There are no reported Irish dead. I wouldnt fret.

Beli, thank you for this information! I was worried, even though it seems so wrong to worry about one person when so many people have lost their lives.

I do care very much about everyone affected by this horrible event, too. And I will check out the Oxfam website as a possible place to donate money. Thank you.
 
CBC Newsworld says the toll of dead and missing is currently over 40,000.

The President of Indonesia also says over 25,000 may be or will end up dead from his country alone. Add to that at least 20,000 already dead and missing from Sri Lanka, plus probably close to 5,000 from Thailand and about the same for India, and when it's all said and done and this will be close to 75,000 dead from the quake and tsunami alone.

Add in the fact that millions are going to be getting typhoid and cholera from dirty water, as well as infections from wounds and death from exposure due to loss of shelter, and the final toll from this could be close to 1,000,000 people.
 
Larry King is talking to survivors on his show now.
I know someone who just returned to Sri Lanka earlier this year.
He was to be married to a most beautiful young woman. I hope they are ok.
Chamath, I know you are a U2 fan. Email me and let me know if you and your family are OK!!!
Oh Jesus, help them..
Just heard a 1/4 of a million people are homeless in Sri Lanka, alone. :sad:
 
LarryMullen's_POPAngel said:
When something like this happens, it just puts everything else into perspective. :sad:

23,000 dead. At times like this it's hard to believe in God.

no, you don't have to doubt Him.
Certain people consider things like that as "test", but I don't.
I'm sure it's not God's will to kill His sons and daughters in such a horrible way.
I'm still in the group that thinks that, when something like this happen, God's crying for his children and gets ready to take them all in his arms.

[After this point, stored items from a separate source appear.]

#[cfg(test)]
mod tests {
    use super::*;
    use rust_decimal_macros::dec;

    fn catalog() -> CurrencyCatalog {
        CurrencyCatalog::supported()
    }

    fn currency(code: &str) -> Currency {
        catalog().lookup(code).unwrap()
    }

    fn rates(pairs: &[(&str, Decimal)]) -> Arc<RateSnapshot> {
        let catalog = catalog();
        Arc::new(RateSnapshot::from_rates(
            catalog.lookup("USD").unwrap(),
            pairs.iter().map(|(c, r)| (*c, *r)),
            &catalog,
            None,
        ))
    }

    fn engine(from: &str, to: &str, pairs: &[(&str, Decimal)]) -> ConversionEngine {
        let mut engine = ConversionEngine::new(catalog());
        engine.set_rates(rates(pairs));
        engine.apply(FormEvent::InitialDataLoaded {
            from_currency: currency(from),
            to_currency: currency(to),
        });
        engine
    }

    fn usd_pkr() -> Vec<(&'static str, Decimal)> {
        vec![("USD", dec!(1.0)), ("PKR", dec!(278.5))]
    }

    #[test]
    fn test_usd_to_pkr_scenario() {
        let mut engine = engine("USD", "PKR", &usd_pkr());

        engine.apply(FormEvent::FromAmountChanged("1".into()));

        assert_eq!(engine.form().from_amount, "1");
        assert_eq!(engine.form().to_amount, "278.5");
    }

    #[test]
    fn test_pkr_to_usd_scenario() {
        let mut engine = engine("PKR", "USD", &usd_pkr());

        engine.apply(FormEvent::FromAmountChanged("278.5".into()));

        assert_eq!(engine.form().to_amount, "1.0");
    }

    #[test]
    fn test_to_amount_drives_from_amount() {
        let mut engine = engine("USD", "PKR", &usd_pkr());

        engine.apply(FormEvent::ToAmountChanged("557".into()));

        assert_eq!(engine.form().to_amount, "557");
        assert_eq!(engine.form().from_amount, "2.0");
        assert_eq!(engine.form().driving, DrivingField::To);
    }

    #[test]
    fn test_invalid_amount_dropped() {
        let mut engine = engine("USD", "PKR", &usd_pkr());
        engine.apply(FormEvent::FromAmountChanged("2".into()));
        let before = engine.form().clone();

        for text in ["-1", "abc", "1.2.3", "1e3"] {
            assert!(!engine.apply(FormEvent::FromAmountChanged(text.into())));
            assert!(!engine.apply(FormEvent::ToAmountChanged(text.into())));
        }

        assert_eq!(engine.form(), &before);
    }

    #[test]
    fn test_partial_input_kept_verbatim() {
        let mut engine = engine("USD", "PKR", &usd_pkr());

        engine.apply(FormEvent::FromAmountChanged("2.".into()));

        assert_eq!(engine.form().from_amount, "2.");
        assert_eq!(engine.form().to_amount, "557.0");
    }

    #[test]
    fn test_blank_from_amount_clears_both() {
        let mut engine = engine("USD", "PKR", &usd_pkr());
        engine.apply(FormEvent::FromAmountChanged("3".into()));

        engine.apply(FormEvent::FromAmountChanged(String::new()));

        assert_eq!(engine.form().from_amount, "");
        assert_eq!(engine.form().to_amount, "");
    }

    #[test]
    fn test_blank_to_amount_clears_both() {
        let mut engine = engine("USD", "PKR", &usd_pkr());
        engine.apply(FormEvent::ToAmountChanged("278.5".into()));

        engine.apply(FormEvent::ToAmountChanged(String::new()));

        assert_eq!(engine.form().from_amount, "");
        assert_eq!(engine.form().to_amount, "");
    }

    #[test]
    fn test_blank_propagates_without_rates() {
        let mut engine = ConversionEngine::new(catalog());
        engine.form.to_amount = "42.0".into();

        engine.apply(FormEvent::FromAmountChanged(String::new()));

        assert_eq!(engine.form().to_amount, "");
    }

    #[test]
    fn test_missing_rate_keeps_previous_amount() {
        let mut engine = engine("USD", "EUR", &[("EUR", dec!(0.9))]);
        engine.apply(FormEvent::FromAmountChanged("10".into()));
        assert_eq!(engine.form().to_amount, "9.0");

        engine.apply(FormEvent::ToCurrencyChanged(currency("PKR")));
        assert_eq!(engine.form().to_amount, "9.0");

        engine.apply(FormEvent::FromAmountChanged("20".into()));
        assert_eq!(engine.form().from_amount, "20");
        assert_eq!(engine.form().to_amount, "9.0");
    }

    #[test]
    fn test_overflowing_result_clears_derived_amount() {
        let mut engine = engine("USD", "PKR", &[("PKR", dec!(10000000000))]);
        engine.apply(FormEvent::FromAmountChanged("1".into()));
        assert_eq!(engine.form().to_amount, "10000000000.0");

        assert!(engine.apply(FormEvent::FromAmountChanged("18446744073709551615".into())));

        assert_eq!(engine.form().from_amount, "18446744073709551615");
        assert_eq!(engine.form().to_amount, "");
    }

    #[test]
    fn test_amount_above_max_dropped() {
        let mut engine = engine("USD", "PKR", &usd_pkr());
        engine.apply(FormEvent::FromAmountChanged("1".into()));

        assert!(!engine.apply(FormEvent::FromAmountChanged(
            "1000000000000000000000000000".into()
        )));
        assert!(!engine.apply(FormEvent::FromAmountChanged("1".repeat(31))));

        assert_eq!(engine.form().from_amount, "1");
        assert_eq!(engine.form().to_amount, "278.5");
    }

    #[test]
    fn test_currency_change_recomputes_from_driving_side() {
        let mut engine = engine(
            "USD",
            "PKR",
            &[("PKR", dec!(278.5)), ("EUR", dec!(0.9))],
        );

        engine.apply(FormEvent::FromAmountChanged("10".into()));
        engine.apply(FormEvent::ToCurrencyChanged(currency("EUR")));

        assert_eq!(engine.form().to_currency.code, "EUR");
        assert_eq!(engine.form().to_amount, "9.0");
    }

    #[test]
    fn test_currency_change_resets_driving_to_from() {
        let mut engine = engine(
            "USD",
            "PKR",
            &[("PKR", dec!(278.5)), ("EUR", dec!(0.5))],
        );
        engine.apply(FormEvent::ToAmountChanged("557".into()));
        assert_eq!(engine.form().from_amount, "2.0");

        engine.apply(FormEvent::FromCurrencyChanged(currency("EUR")));

        // 2 EUR = 4 USD = 1114 PKR
        assert_eq!(engine.form().driving, DrivingField::From);
        assert_eq!(engine.form().from_amount, "2.0");
        assert_eq!(engine.form().to_amount, "1114.0");
    }

    #[test]
    fn test_currency_change_with_blank_amount() {
        let mut engine = engine("USD", "PKR", &usd_pkr());

        engine.apply(FormEvent::ToCurrencyChanged(currency("USD")));

        assert_eq!(engine.form().from_amount, "");
        assert_eq!(engine.form().to_amount, "");
    }

    #[test]
    fn test_initial_data_ignored_with_empty_currency() {
        let mut engine = ConversionEngine::new(catalog());

        assert!(!engine.apply(FormEvent::InitialDataLoaded {
            from_currency: currency("USD"),
            to_currency: Currency::empty(),
        }));
        assert!(engine.form().from_currency.is_empty());

        assert!(engine.apply(FormEvent::InitialDataLoaded {
            from_currency: currency("USD"),
            to_currency: currency("PKR"),
        }));
        assert_eq!(engine.form().to_currency.code, "PKR");
    }

    #[test]
    fn test_initial_data_does_not_convert() {
        let mut engine = ConversionEngine::new(catalog());
        engine.set_rates(rates(&usd_pkr()));
        engine.form.from_amount = "1".into();

        engine.apply(FormEvent::InitialDataLoaded {
            from_currency: currency("USD"),
            to_currency: currency("PKR"),
        });

        assert_eq!(engine.form().to_amount, "");
    }

    #[test]
    fn test_empty_currency_conversion_is_noop() {
        let mut engine = ConversionEngine::new(catalog());
        engine.set_rates(rates(&usd_pkr()));
        engine.apply(FormEvent::ToCurrencyChanged(currency("PKR")));

        engine.apply(FormEvent::FromAmountChanged("5".into()));

        assert_eq!(engine.form().from_amount, "5");
        assert_eq!(engine.form().to_amount, "");
    }

    #[test]
    fn test_ui_loading_until_rates() {
        let mut engine = ConversionEngine::new(catalog());
        engine.set_favorites(vec!["EUR".into()]);
        assert_eq!(engine.ui(), &UiState::Loading);

        engine.set_rates(rates(&usd_pkr()));
        assert!(engine.ui().is_ready());

        engine.set_rates(rates(&[]));
        assert!(engine.ui().is_ready());
    }

    #[test]
    fn test_ready_state_contents() {
        let engine = engine("USD", "PKR", &usd_pkr());

        match engine.ui() {
            UiState::Ready {
                currencies, rates, ..
            } => {
                assert_eq!(currencies.len(), catalog().len());
                assert_eq!(rates.rate("PKR"), Some(dec!(278.5)));
            }
            UiState::Loading => panic!("expected ready state"),
        }
    }

    #[test]
    fn test_new_rates_recompute_derived_amount() {
        let mut engine = engine("USD", "EUR", &[("PKR", dec!(278.5))]);
        engine.apply(FormEvent::FromAmountChanged("10".into()));
        assert_eq!(engine.form().to_amount, "");

        engine.set_rates(rates(&[("EUR", dec!(0.9))]));

        assert_eq!(engine.form().to_amount, "9.0");
    }

    #[test]
    fn test_favorites_valuation() {
        let mut engine = engine("USD", "PKR", &[("PKR", dec!(278.5)), ("EUR", dec!(2.0))]);
        engine.apply(FormEvent::FromAmountChanged("5".into()));

        engine.set_favorites(vec!["EUR".into()]);

        let favorites = engine.ui().favorites();
        assert_eq!(favorites.len(), 1);
        assert_eq!(favorites[0].favorite_currency.code, "EUR");
        assert_eq!(favorites[0].exchange_rate, dec!(2.0));
        assert_eq!(favorites[0].result_amount, dec!(10.0));
    }

    #[test]
    fn test_favorites_follow_form_changes() {
        let mut engine = engine("USD", "PKR", &[("PKR", dec!(278.5)), ("EUR", dec!(2.0))]);
        engine.set_favorites(vec!["EUR".into(), "PKR".into()]);
        assert_eq!(engine.ui().favorites()[0].result_amount, dec!(0));

        engine.apply(FormEvent::FromAmountChanged("3".into()));
        let favorites = engine.ui().favorites();
        assert_eq!(favorites[0].result_amount, dec!(6.0));
        assert_eq!(favorites[1].result_amount, dec!(835.5));

        engine.apply(FormEvent::FromCurrencyChanged(currency("EUR")));
        let favorites = engine.ui().favorites();
        assert_eq!(favorites[0].base_currency.code, "EUR");
        assert_eq!(favorites[0].exchange_rate, dec!(1));
        assert_eq!(favorites[1].exchange_rate, dec!(139.25));
    }
}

The thing that makes me angry is that there is a way to prevent such catastrophes: you can minitorate the area, so that you can know that a heartquake is approaching and react and take people to safer places. But, as you can imagine, it's a very expensive techology and the Countries that were hit by this tragedy couldn't afford it...
 
Thank goodness for FYMers who care. I have family and friends in north Malaysia, where it's affected. Yes, the numbers are terrifying.

foray
 
This is such a sad thing! I really feel for all the people affected by this... I feel really helpless. All I can do is donate money...
 
An Indian man cries as he holds the hand of his eight-year-old son who was killed when a tsunami hit on Sunday in Cuddalore, 180 km (112 miles) south of the southern Indian city of Madras December 27, 2004.

r2391972658.jpg
 
indian toll is more than 9400 as per local news channels, media, this time.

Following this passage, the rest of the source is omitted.